27 DE JANEIRO DE 2018
MARTHA MEDEIROS
O fim da mulher discreta
Diretores de empresas, cineastas, fotógrafos, senadores, deputados, médicos, dentistas, advogados, jornalistas, professores, treinadores, executivos em geral: posso imaginar alguns deles colocando a cabeça no travesseiro à noite e se perguntando quais as chances de, na manhã seguinte, serem despertados por uma denúncia de assédio que porventura tenham cometido anos atrás.
Rastreando a memória, talvez eles encontrem cenas esparsas de um carinho mal-intencionado numa estagiária, de uma proposta constrangedora a uma funcionária recém-contratada, de uma apalpada indevida numa paciente imobilizada, enfim, alguma situação de abuso de poder que tenha caído no esquecimento, mas quem garante? A mulherada lembra de tudo e resolveu soltar o verbo.
Pois é, rapazes, já não se fazem mais garotas discretas como antigamente.
Todas as pessoas, seja homem ou mulher, têm segredos guardados, e não há do que se envergonhar disso, ao contrário, é sinal de vida bem vivida. Ninguém está interessado na biografia de alguém que não tenha nadinha a esconder. Pequenas derrapadas, aventuras secretas, as deliciosas maluquices que ficaram sem testemunhas, quem nunca? Se você tem propagado por aí que sua vida é um livro aberto, não vejo tanta virtude nessa transparência toda, talvez seja um atestado do quão pouco audaciosa você é. Ora, não há quem não tenha, em sua história pessoal, ao menos um parágrafo punk.

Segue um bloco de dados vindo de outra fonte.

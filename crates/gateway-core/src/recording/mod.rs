//! Assigns carrier streams to archive recordings and persists which
//! recording ids are free to reuse across restarts.

pub mod coordinator;

pub use coordinator::{RecordingCoordinator, RecordingDescriptor};
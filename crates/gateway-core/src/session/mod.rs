//! Session identity and the gateway-wide sessions registry: looking up or
//! creating a [`SessionContext`] by protocol-specific key, and guarding
//! against two connections claiming the same session.
//!
//! The registry is a [`DashMap`], sharded internally so a lookup for one
//! session never blocks a bind for another.

use std::sync::atomic::{AtomicU32, AtomicU64, Ordering};
use std::sync::{Arc, RwLock};
use std::time::Instant;

use dashmap::mapref::entry::Entry;
use dashmap::DashMap;

use crate::error::{Error, Result};

/// Protocol-specific identification tuple a counterparty presents at
/// logon/negotiate time.
#[derive(Debug, Clone, PartialEq, Eq, Hash)]
pub enum SessionKey {
    Fix {
        sender_comp_id: String,
        target_comp_id: String,
    },
    FixP {
        session_id: u64,
    },
}

/// Stable per-session state that outlives any one connection.
pub struct SessionContext {
    pub session_id: u64,
    pub key: SessionKey,
    pub sequence_index: AtomicU32,
    pub session_version_id: AtomicU64,
    pub last_logon_time: RwLock<Option<Instant>>,
    pub last_sequence_reset_time: RwLock<Option<Instant>>,
    /// `true` once a FIXP session has completed its finished-sending /
    /// finished-receiving handshake and been torn down (§4.6); the same
    /// `session_version_id` can then never be re-established.
    pub ended: std::sync::atomic::AtomicBool,
    /// `true` while a connection currently owns this session.
    bound: std::sync::atomic::AtomicBool,
}

impl SessionContext {
    fn new(session_id: u64, key: SessionKey) -> Self {
        SessionContext {
            session_id,
            key,
            sequence_index: AtomicU32::new(0),
            session_version_id: AtomicU64::new(0),
            last_logon_time: RwLock::new(None),
            last_sequence_reset_time: RwLock::new(None),
            ended: std::sync::atomic::AtomicBool::new(false),
            bound: std::sync::atomic::AtomicBool::new(false),
        }
    }

    pub fn is_bound(&self) -> bool {
        self.bound.load(Ordering::Acquire)
    }

    fn bind(&self) -> bool {
        self.bound
            .compare_exchange(false, true, Ordering::AcqRel, Ordering::Acquire)
            .is_ok()
    }

    pub fn unbind(&self) {
        self.bound.store(false, Ordering::Release);
    }
}

/// Gateway-wide map of `SessionKey -> SessionContext`.
pub struct SessionsRegistry {
    by_key: DashMap<SessionKey, Arc<SessionContext>>,
    next_session_id: AtomicU64,
}

impl Default for SessionsRegistry {
    fn default() -> Self {
        Self::new()
    }
}

impl SessionsRegistry {
    pub fn new() -> Self {
        SessionsRegistry {
            by_key: DashMap::new(),
            next_session_id: AtomicU64::new(1),
        }
    }

    /// Handles a logon/negotiate attempt: binds the caller to either a fresh
    /// or a pre-existing offline [`SessionContext`], or reports
    /// [`Error::DuplicateSession`] if another connection already holds it.
    ///
    /// `reset_sequence` mirrors `ResetSeqNumFlag=Y` (FIX) / an explicit
    /// renegotiation policy (FIXP): when true, `sequence_index` is
    /// incremented before the context is handed back.
    pub fn bind(&self, key: SessionKey, reset_sequence: bool) -> Result<Arc<SessionContext>> {
        match self.by_key.entry(key) {
            Entry::Occupied(entry) => {
                let ctx = entry.get();
                if !ctx.bind() {
                    return Err(Error::DuplicateSession);
                }
                if reset_sequence {
                    ctx.sequence_index.fetch_add(1, Ordering::AcqRel);
                }
                Ok(Arc::clone(ctx))
            }
            Entry::Vacant(entry) => {
                let session_id = self.next_session_id.fetch_add(1, Ordering::AcqRel);
                let ctx = Arc::new(SessionContext::new(session_id, entry.key().clone()));
                ctx.bind();
                entry.insert(Arc::clone(&ctx));
                Ok(ctx)
            }
        }
    }

    pub fn lookup(&self, key: &SessionKey) -> Option<Arc<SessionContext>> {
        self.by_key.get(key).map(|r| Arc::clone(r.value()))
    }

    pub fn all_sessions(&self) -> Vec<Arc<SessionContext>> {
        self.by_key.iter().map(|r| Arc::clone(r.value())).collect()
    }

    pub fn lookup_session_id(&self, key: &SessionKey) -> Option<u64> {
        self.lookup(key).map(|ctx| ctx.session_id)
    }
}

#[cfg(test)]
mod tests {
    use super::*;

    fn fix_key(s: &str) -> SessionKey {
        SessionKey::Fix {
            sender_comp_id: s.to_string(),
            target_comp_id: "ACC".to_string(),
        }
    }

    #[test]
    fn first_bind_creates_fresh_context() {
        let registry = SessionsRegistry::new();
        let ctx = registry.bind(fix_key("A"), false).unwrap();
        assert_eq!(ctx.sequence_index.load(Ordering::Acquire), 0);
    }

    #[test]
    fn second_bind_while_bound_is_duplicate() {
        let registry = SessionsRegistry::new();
        let _ctx = registry.bind(fix_key("A"), false).unwrap();
        let result = registry.bind(fix_key("A"), false);
        assert!(matches!(result, Err(Error::DuplicateSession)));
    }

    #[test]
    fn unbind_then_rebind_reuses_session_id() {
        let registry = SessionsRegistry::new();
        let ctx = registry.bind(fix_key("A"), false).unwrap();
        let id = ctx.session_id;
        ctx.unbind();
        let ctx2 = registry.bind(fix_key("A"), false).unwrap();
        assert_eq!(ctx2.session_id, id);
    }

    #[test]
    fn reset_sequence_increments_index() {
        let registry = SessionsRegistry::new();
        let ctx = registry.bind(fix_key("A"), false).unwrap();
        ctx.unbind();
        let ctx2 = registry.bind(fix_key("A"), true).unwrap();
        assert_eq!(ctx2.sequence_index.load(Ordering::Acquire), 1);
    }
}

E não precisa contar. Guarde pra você, esta é a graça da coisa: saber que ninguém imagina do que você foi capaz.
Completamente diferente é você ter sido vítima de um crime e silenciar a respeito por ser uma dama sofisticada que não se expõe. Sei bem como é difícil abrir o porão da nossa intimidade, já que foi assim que nos educaram: mulher fina é mulher calada. Graças a essa opressão travestida de etiqueta, guardamos traumas que nos infernizaram por anos. E, para piorar, nós mesmas fazíamos bullying umas com as outras: se alguma vinha a público denunciar um chefe ou um parente, éramos as primeiras a julgá-la como escandalosa, chamativa, vulgar.
Isso foi em outro século. Sabe esse boato de que o mundo está mudando? Procede.
Mulher fina pode e deve falar sobre alguma violência a que tenha sido submetida. É bem verdade que ainda há quem não tenha entendido que assédio está relacionado com poder - não só poder hierárquico, mas físico também. Cantada sem contato corporal e sem uma chantagem subentendida não é crime, pode, no máximo, ser uma grosseria, uma chatice, uma inconveniência, então cuidado para não ser injusta.
Mas, se o titio justificou o parentesco para obrigá-la a fazer coisas que você não queria ou se o chefe insinuou que sua carreira não iria adiante se você não fosse boazinha com ele, abra o bico. Com um batom arrasador, claro: uma vez elegante, sempre elegante.
De resto (sobre aquilo que ninguém sabe que você fez ano passado), nem um pio.